INSTRUCTION POPULAIRE. L’individu arrive nu, faible, désarmé dans la vie et dans la société. Généralement, l’animal acquiert rapidement les moyens de résistance aux éléments et d’adaptation sociale qui lui sont nécessaires pour vivre. Un pelage ou un plumage le préserve des intempéries. Une prompte formation de l’intelligence, guidée par la sûreté d’un instinct reçu dès le premier souffle de vie, lui fait trouver sa nourriture, le met en garde contre les dangers et lui permet d’apporter, dès qu’il est adulte, sa contribution normale à la prospérité du groupe. L’homme, lui, reste longtemps dans son état d’infériorité primitive. Il faut de longues années de soins assidus pour qu’il acquière une santé robuste ; il en faut encore de plus longues pour la formation de son esprit et l’acquisition des connaissances nécessaires à la vie. Cet état d’infériorité aurait vite amené la disparition de l’individu humain s’il était resté livré à lui-même ; la vie en société l’a sauvé, mais comment ?

Michelet a constaté que la lenteur dans la formation est le cas des espèces supérieures. Ne nous targuons pas trop de cette supériorité de l’espèce, car ses conséquences sont trop funestes au point de vue social lorsqu’on considère comment la société sauve l’homme. Lui procure-t-elle toute la nourriture et tous les soins du corps dont il a besoin pour acquérir une santé robuste ? Met-elle à la disposition de son esprit toutes les connaissances nécessaires pour lui faire trouver, par sa propre expérience jointe à celle des autres, le bien-être et la liberté auxquels il a droit ? Non. Dans le plus grand nombre des cas, elle ne le sauve qu’à demi et seulement pour en faire un esclave de l’exploitation de l’homme par l’homme. Elle le sous-alimente pour l’entretenir dans une faiblesse physique constamment menacée de la maladie organisée socialement. Elle le sous-instruit pour le maintenir dans l’ignorance de son véritable bien. Elle ne lui permet de vivre que pour les autres, dans la misère physiologique, dans l’erreur intellectuelle, dans la détresse morale.

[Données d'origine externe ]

//! Configuration types for the scanner
//!
//! This module defines the configuration structs loaded from YAML.
//! Every field has a default, so an empty document (or no file at all)
//! yields the built-in four-exchange setup.

use std::collections::HashSet;
use std::time::Duration;

use serde::{Deserialize, Serialize};

use crate::config::constants::{
    DEFAULT_POLL_INTERVAL_SECS, DEFAULT_REQUEST_TIMEOUT_SECS, DEFAULT_THRESHOLD_PERCENT,
};
use crate::error::{AppError, Result};

// ============================================================================
// Enums
// ============================================================================

/// Supported quote providers
#[derive(Debug, Clone, Copy, Serialize, Deserialize, PartialEq, Eq, Hash)]
#[serde(rename_all = "lowercase")]
pub enum Provider {
    Binance,
    Kucoin,
    Kraken,
    Coinbase,
}

impl Provider {
    /// All providers in their canonical display order
    pub const ALL: [Provider; 4] = [
        Provider::Binance,
        Provider::Kucoin,
        Provider::Kraken,
        Provider::Coinbase,
    ];
}

impl std::fmt::Display for Provider {
    fn fmt(&self, f: &mut std::fmt::Formatter<'_>) -> std::fmt::Result {
        match self {
            Provider::Binance => write!(f, "Binance"),
            Provider::Kucoin => write!(f, "KuCoin"),
            Provider::Kraken => write!(f, "Kraken"),
            Provider::Coinbase => write!(f, "Coinbase"),
        }
    }
}

// ============================================================================
// Configuration Structs
// ============================================================================

/// One provider entry: which exchange, and optional overrides
#[derive(Debug, Clone, Serialize, Deserialize, PartialEq)]
pub struct ProviderConfig {
    pub provider: Provider,
    /// Trading pair in the provider's native format (e.g. "XBTUSDT" on Kraken)
    #[serde(default, skip_serializing_if = "Option::is_none")]
    pub symbol: Option<String>,
    /// API root, e.g. "https://api.binance.com"
    #[serde(default, skip_serializing_if = "Option::is_none")]
    pub base_url: Option<String>,
}

impl ProviderConfig {
    pub fn new(provider: Provider) -> Self {
        Self {
            provider,
            symbol: None,
            base_url: None,
        }
    }

    /// Validate provider entry rules
    pub fn validate(&self) -> Result<()> {
        if let Some(symbol) = &self.symbol {
            if symbol.trim().is_empty() {
                return Err(AppError::Config(format!(
                    "Provider '{}': symbol cannot be empty",
                    self.provider
                )));
            }
        }

        if let Some(url) = &self.base_url {
            if !(url.starts_with("http://") || url.starts_with("https://")) {
                return Err(AppError::Config(format!(
                    "Provider '{}': base_url must start with http:// or https:// (got '{}')",
                    self.provider, url
                )));
            }
        }

        Ok(())
    }
}

/// Root scanner configuration
#[derive(Debug, Clone, Serialize, Deserialize, PartialEq)]
#[serde(default)]
pub struct ScannerConfig {
    /// Minimum profit percentage to report (e.g. 1.0 = 1%). Zero or
    /// negative values are allowed and report nearly every pair.
    pub threshold_percent: f64,
    /// Pause between cycles
    pub poll_interval_secs: u64,
    /// Per-request timeout for each ticker fetch
    pub request_timeout_secs: u64,
    /// Providers in display and scan order
    pub providers: Vec<ProviderConfig>,
}

impl Default for ScannerConfig {
    fn default() -> Self {
        Self {
            threshold_percent: DEFAULT_THRESHOLD_PERCENT,
            poll_interval_secs: DEFAULT_POLL_INTERVAL_SECS,
            request_timeout_secs: DEFAULT_REQUEST_TIMEOUT_SECS,
            providers: Provider::ALL.into_iter().map(ProviderConfig::new).collect(),
        }
    }
}

impl ScannerConfig {
    pub fn poll_interval(&self) -> Duration {
        Duration::from_secs(self.poll_interval_secs)
    }

    pub fn request_timeout(&self) -> Duration {
        Duration::from_secs(self.request_timeout_secs)
    }

    /// Validate all configuration rules
    pub fn validate(&self) -> Result<()> {
        // Rule: no NaN or Infinity in the threshold
        if !self.threshold_percent.is_finite() {
            return Err(AppError::Config(format!(
                "threshold_percent must be a finite number (got {})",
                self.threshold_percent
            )));
        }

        if self.poll_interval_secs == 0 {
            return Err(AppError::Config(
                "poll_interval_secs must be greater than 0".to_string(),
            ));
        }

        if self.request_timeout_secs == 0 {
            return Err(AppError::Config(
                "request_timeout_secs must be greater than 0".to_string(),
            ));
        }

        // Rule: At least one provider must be configured
        if self.providers.is_empty() {
            return Err(AppError::Config(
                "Configuration must contain at least one provider".to_string(),
            ));
        }

        // Rule: No duplicate providers (names key the snapshot)
        let mut seen = HashSet::new();
        for entry in &self.providers {
            if !seen.insert(entry.provider) {
                return Err(AppError::Config(format!(
                    "Duplicate provider: '{}'",
                    entry.provider
                )));
            }
        }

        for entry in &self.providers {
            entry.validate()?;
        }

        Ok(())
    }
}

// ============================================================================
// Tests
// ============================================================================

Plus l’espèce humaine a avancé en âge, plus elle a multiplié ses connaissances par ses observations et ses recherches, plus l’acquisition du savoir a été nécessaire à l’individu. La vie sociale est devenue de plus en plus difficile pour l’ignorant ; le temps n’est pas loin où elle lui sera tout à fait impossible. Aussi, l’ignorance a-t-elle toujours été le moyen supérieur de domination, et l’effort principal des gouvernements, on peut presque dire leur seul effort, a-t-il été de maintenir les hommes dans cette ignorance. Or, trop souvent, leur effort a été facilité par leurs victimes elles-mêmes, persuadées qu’elles n’avaient pas besoin de s’instruire, ne se rendant pas compte qu’un tel sentiment est chez l’individu un véritable crime contre lui-même et qu’il est pire que le suicide la vie à l’état de brute sans travail de la pensée et les servitudes qu’elle crée étant pires que la mort.

C’est par l’ignorance imposée ou volontaire que s’est formée la masse des « vagues humanités », des « espèces intérieures » comme disent ironiquement ses exploiteurs. C’est par elle que se maintient dans un moindre état de résistance physique, intellectuelle et morale le « matériel humain » des casernes, des lupanars, des usines et des champs de bataille où, disent les cyniques profiteurs de cet état de choses, « se régénère l’humanité !… ».

Combien d’individus, dans l’immense troupeau humain, sont véritablement instruits dans l’art de vivre ? Déjà, dans les premiers soins et dans l’éducation de l’enfant, l’espèce humaine se montre inférieure à la plupart des espèces animales qu’elle méprise si sottement. Trop souvent, un empirisme grossier préside à ces soins et à cette éducation, et des calculs sordides font confier l’enfant à des mercenaires. Plutarque a écrit : « Seule de toutes les espèces, l’espèce humaine ignore les tendresses désintéressées et n’aime que quand elle y trouve avantage ». Tous les animaux savent élever leurs enfants et il n’y a pas, chez eux, de « remplaçantes ». Plus tard, s’ils ont survécu à des soins imbéciles et à de mauvais traitements, combien d’hommes sont préparés à la lutte pour la vie, peuvent vivre par eux-mêmes sans le secours d’expédients plus ou moins funestes à leur santé, dégradants pour leur pensée et leur moralité ?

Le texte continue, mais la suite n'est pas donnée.